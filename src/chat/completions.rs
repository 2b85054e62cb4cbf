//! Completions backend.
//!
//! [`SourcegraphCompletionsClient`] posts a prompt to
//! `<endpoint>/.api/completions/stream` and reads the server-sent event
//! stream it answers with. Three event types matter:
//!
//! | event        | data                        | effect                           |
//! |--------------|-----------------------------|----------------------------------|
//! | `completion` | `{"completion": "<text>"}`  | replaces the text so far         |
//! | `error`      | `{"error": "<message>"}`    | the stream fails once it ends    |
//! | `done`       | `{}`                        | end of stream                    |
//!
//! Every `completion` event carries the full text so far, not a delta.

use std::future::Future;
use std::pin::Pin;

use bytes::BytesMut;
use reqwest::header::{HeaderMap, HeaderName, HeaderValue, ACCEPT, AUTHORIZATION};
use reqwest::Url;
use serde::{Deserialize, Serialize};
use tokio_util::codec::Decoder;
use tracing::{debug, warn};

use crate::chat::transcript::Speaker;
use crate::config::AgentConfig;
use crate::{AppError, Result};

/// Path of the streaming completions endpoint.
pub const COMPLETIONS_STREAM_PATH: &str = "/.api/completions/stream";

/// Boxed future returned by [`CompletionsClient::stream`].
pub type CompletionFuture<'a> = Pin<Box<dyn Future<Output = Result<String>> + Send + 'a>>;

/// Callback receiving the text so far each time it grows.
pub type OnChange<'a> = &'a (dyn Fn(&str) + Send + Sync);

/// One prompt message sent to the model.
#[derive(Debug, Clone, PartialEq, Eq, Serialize, Deserialize)]
pub struct PromptMessage {
    /// Author.
    pub speaker: Speaker,
    /// Message text.
    pub text: String,
}

/// Body of a completions request.
#[derive(Debug, Clone, PartialEq, Serialize, Deserialize)]
#[serde(rename_all = "camelCase")]
pub struct CompletionParameters {
    /// Conversation, oldest first; the last message is the new human turn.
    pub messages: Vec<PromptMessage>,
    /// Sampling temperature.
    pub temperature: f32,
    /// Upper bound on generated tokens.
    pub max_tokens_to_sample: u32,
    /// Top-k sampling; -1 disables.
    pub top_k: i32,
    /// Top-p sampling; -1 disables.
    pub top_p: i32,
}

impl CompletionParameters {
    /// Chat defaults for `messages`.
    #[must_use]
    pub fn chat(messages: Vec<PromptMessage>) -> Self {
        Self {
            messages,
            temperature: 0.2,
            max_tokens_to_sample: 1000,
            top_k: -1,
            top_p: -1,
        }
    }
}

/// Source of model completions.
pub trait CompletionsClient: Send + Sync {
    /// Stream a completion for `params`, reporting partial text to
    /// `on_change`, and resolve with the final text.
    ///
    /// Errors surface as [`AppError::Upstream`].
    fn stream<'a>(
        &'a self,
        params: CompletionParameters,
        on_change: OnChange<'a>,
    ) -> CompletionFuture<'a>;
}

// ── Event stream ──────────────────────────────────────────────────────────────

/// One decoded server-sent event.
#[derive(Debug, Clone, PartialEq, Eq)]
pub enum CompletionEvent {
    /// Full completion text so far.
    Completion(String),
    /// Server-reported failure.
    Error(String),
    /// End of stream.
    Done,
}

#[derive(Deserialize)]
struct CompletionData {
    completion: String,
}

#[derive(Deserialize)]
struct ErrorData {
    error: String,
}

/// Splits a `text/event-stream` body into [`CompletionEvent`]s.
///
/// Events of other types and comment lines are skipped.
#[derive(Debug, Default)]
pub struct EventStreamCodec;

impl EventStreamCodec {
    /// Create a decoder.
    #[must_use]
    pub fn new() -> Self {
        Self
    }
}

impl Decoder for EventStreamCodec {
    type Item = CompletionEvent;
    type Error = AppError;

    fn decode(&mut self, src: &mut BytesMut) -> Result<Option<Self::Item>> {
        while let Some((end, separator)) = find_event_end(src) {
            let block = src.split_to(end + separator);
            let text = String::from_utf8_lossy(&block[..end]);
            if let Some(event) = parse_event_block(&text)? {
                return Ok(Some(event));
            }
        }
        Ok(None)
    }

    fn decode_eof(&mut self, src: &mut BytesMut) -> Result<Option<Self::Item>> {
        if let Some(event) = self.decode(src)? {
            return Ok(Some(event));
        }
        if src.iter().all(u8::is_ascii_whitespace) {
            src.clear();
            return Ok(None);
        }
        // A final event may be missing its blank-line terminator.
        let block = src.split();
        parse_event_block(&String::from_utf8_lossy(&block))
    }
}

/// Position of the first blank line and the length of that separator.
fn find_event_end(buf: &[u8]) -> Option<(usize, usize)> {
    let lf = buf.windows(2).position(|w| w == b"\n\n").map(|at| (at, 2));
    let crlf = buf.windows(4).position(|w| w == b"\r\n\r\n").map(|at| (at, 4));
    match (lf, crlf) {
        (Some(a), Some(b)) => Some(if a.0 <= b.0 { a } else { b }),
        (a, b) => a.or(b),
    }
}

/// Parse one event block (`event:` and `data:` lines).
///
/// # Errors
///
/// Returns [`AppError::Upstream`] if a known event carries malformed data.
pub fn parse_event_block(block: &str) -> Result<Option<CompletionEvent>> {
    let mut name = "message";
    let mut data = Vec::new();
    for line in block.lines() {
        let line = line.trim_end_matches('\r');
        if line.is_empty() || line.starts_with(':') {
            continue;
        }
        let (field, value) = line.split_once(':').unwrap_or((line, ""));
        let value = value.strip_prefix(' ').unwrap_or(value);
        match field {
            "event" => name = value,
            "data" => data.push(value),
            _ => {}
        }
    }
    let data = data.join("\n");

    let event = match name {
        "completion" => {
            let parsed: CompletionData = serde_json::from_str(&data)
                .map_err(|e| AppError::Upstream(format!("malformed completion event: {e}")))?;
            CompletionEvent::Completion(parsed.completion)
        }
        "error" => {
            let parsed: ErrorData = serde_json::from_str(&data)
                .map_err(|e| AppError::Upstream(format!("malformed error event: {e}")))?;
            CompletionEvent::Error(parsed.error)
        }
        "done" => CompletionEvent::Done,
        other => {
            debug!(event = other, "completions: skipping event");
            return Ok(None);
        }
    };
    Ok(Some(event))
}

/// Accumulates events into the final completion.
#[derive(Debug, Default)]
struct CompletionFold {
    text: String,
    error: Option<String>,
}

impl CompletionFold {
    /// Apply one event; returns true once the stream is done.
    fn apply(&mut self, event: CompletionEvent, on_change: OnChange<'_>) -> bool {
        match event {
            CompletionEvent::Completion(text) => {
                self.text = text;
                if self.error.is_none() {
                    on_change(&self.text);
                }
                false
            }
            CompletionEvent::Error(message) => {
                warn!(error = %message, "completions: server reported an error");
                if self.error.is_none() {
                    self.error = Some(message);
                }
                false
            }
            CompletionEvent::Done => true,
        }
    }

    fn finish(self) -> Result<String> {
        match self.error {
            Some(message) => Err(AppError::Upstream(message)),
            None => Ok(self.text),
        }
    }
}

/// Fold a complete event sequence into the final text.
///
/// Events after `done` are ignored.
///
/// # Errors
///
/// Returns [`AppError::Upstream`] carrying the first `error` event.
pub fn fold_events<I>(events: I, on_change: OnChange<'_>) -> Result<String>
where
    I: IntoIterator<Item = CompletionEvent>,
{
    let mut fold = CompletionFold::default();
    for event in events {
        if fold.apply(event, on_change) {
            break;
        }
    }
    fold.finish()
}

// ── Sourcegraph HTTP client ───────────────────────────────────────────────────

/// [`CompletionsClient`] talking to a Sourcegraph instance over HTTP.
#[derive(Debug, Clone)]
pub struct SourcegraphCompletionsClient {
    http: reqwest::Client,
    endpoint: Url,
}

impl SourcegraphCompletionsClient {
    /// Build a client from the endpoint, token and custom headers in `config`.
    ///
    /// # Errors
    ///
    /// Returns [`AppError::Config`] if the endpoint or a header is invalid.
    pub fn new(config: &AgentConfig) -> Result<Self> {
        let endpoint = config
            .endpoint_url()?
            .join(COMPLETIONS_STREAM_PATH)
            .map_err(|e| AppError::Config(format!("invalid completions endpoint: {e}")))?;

        let mut headers = HeaderMap::new();
        for (name, value) in &config.custom_headers {
            let name = HeaderName::from_bytes(name.as_bytes())
                .map_err(|e| AppError::Config(format!("invalid header name `{name}`: {e}")))?;
            let value = HeaderValue::from_str(value)
                .map_err(|e| AppError::Config(format!("invalid value for header `{name}`: {e}")))?;
            headers.insert(name, value);
        }
        let mut token = HeaderValue::from_str(&format!("token {}", config.access_token))
            .map_err(|e| AppError::Config(format!("access token is not a valid header: {e}")))?;
        token.set_sensitive(true);
        headers.insert(AUTHORIZATION, token);

        let http = reqwest::Client::builder()
            .default_headers(headers)
            .build()
            .map_err(|e| AppError::Config(format!("failed to build http client: {e}")))?;

        Ok(Self { http, endpoint })
    }

    /// Full URL completions are posted to.
    #[must_use]
    pub fn endpoint(&self) -> &Url {
        &self.endpoint
    }
}

impl CompletionsClient for SourcegraphCompletionsClient {
    fn stream<'a>(
        &'a self,
        params: CompletionParameters,
        on_change: OnChange<'a>,
    ) -> CompletionFuture<'a> {
        Box::pin(async move {
            debug!(endpoint = %self.endpoint, messages = params.messages.len(), "completions: request");
            let mut response = self
                .http
                .post(self.endpoint.clone())
                .header(ACCEPT, "text/event-stream")
                .json(&params)
                .send()
                .await?;

            let status = response.status();
            if !status.is_success() {
                let body = response.text().await.unwrap_or_default();
                return Err(AppError::Upstream(format!(
                    "completions request failed with {status}: {}",
                    body.trim()
                )));
            }

            let mut codec = EventStreamCodec::new();
            let mut buf = BytesMut::new();
            let mut fold = CompletionFold::default();

            while let Some(chunk) = response.chunk().await? {
                buf.extend_from_slice(&chunk);
                while let Some(event) = codec.decode(&mut buf)? {
                    if fold.apply(event, on_change) {
                        return fold.finish();
                    }
                }
            }
            while let Some(event) = codec.decode_eof(&mut buf)? {
                if fold.apply(event, on_change) {
                    break;
                }
            }
            fold.finish()
        })
    }
}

Your task> Everything from the first line of the material through the line containing "on generated tokens." is to be printed exactly; lines after that are to be left out.

Result for this exercise>
filename src/chat/completions.rs
repository 2b85054e62cb4cbf
//! Completions backend.
//!
//! [`SourcegraphCompletionsClient`] posts a prompt to
//! `<endpoint>/.api/completions/stream` and reads the server-sent event
//! stream it answers with. Three event types matter:
//!
//! | event        | data                        | effect                           |
//! |--------------|-----------------------------|----------------------------------|
//! | `completion` | `{"completion": "<text>"}`  | replaces the text so far         |
//! | `error`      | `{"error": "<message>"}`    | the stream fails once it ends    |
//! | `done`       | `{}`                        | end of stream                    |
//!
//! Every `completion` event carries the full text so far, not a delta.

use std::future::Future;
use std::pin::Pin;

use bytes::BytesMut;
use reqwest::header::{HeaderMap, HeaderName, HeaderValue, ACCEPT, AUTHORIZATION};
use reqwest::Url;
use serde::{Deserialize, Serialize};
use tokio_util::codec::Decoder;
use tracing::{debug, warn};

use crate::chat::transcript::Speaker;
use crate::config::AgentConfig;
use crate::{AppError, Result};

/// Path of the streaming completions endpoint.
pub const COMPLETIONS_STREAM_PATH: &str = "/.api/completions/stream";

/// Boxed future returned by [`CompletionsClient::stream`].
pub type CompletionFuture<'a> = Pin<Box<dyn Future<Output = Result<String>> + Send + 'a>>;

/// Callback receiving the text so far each time it grows.
pub type OnChange<'a> = &'a (dyn Fn(&str) + Send + Sync);

/// One prompt message sent to the model.
#[derive(Debug, Clone, PartialEq, Eq, Serialize, Deserialize)]
pub struct PromptMessage {
    /// Author.
    pub speaker: Speaker,
    /// Message text.
    pub text: String,
}

/// Body of a completions request.
#[derive(Debug, Clone, PartialEq, Serialize, Deserialize)]
#[serde(rename_all = "camelCase")]
pub struct CompletionParameters {
    /// Conversation, oldest first; the last message is the new human turn.
    pub messages: Vec<PromptMessage>,
    /// Sampling temperature.
    pub temperature: f32,
    /// Upper bound on generated tokens.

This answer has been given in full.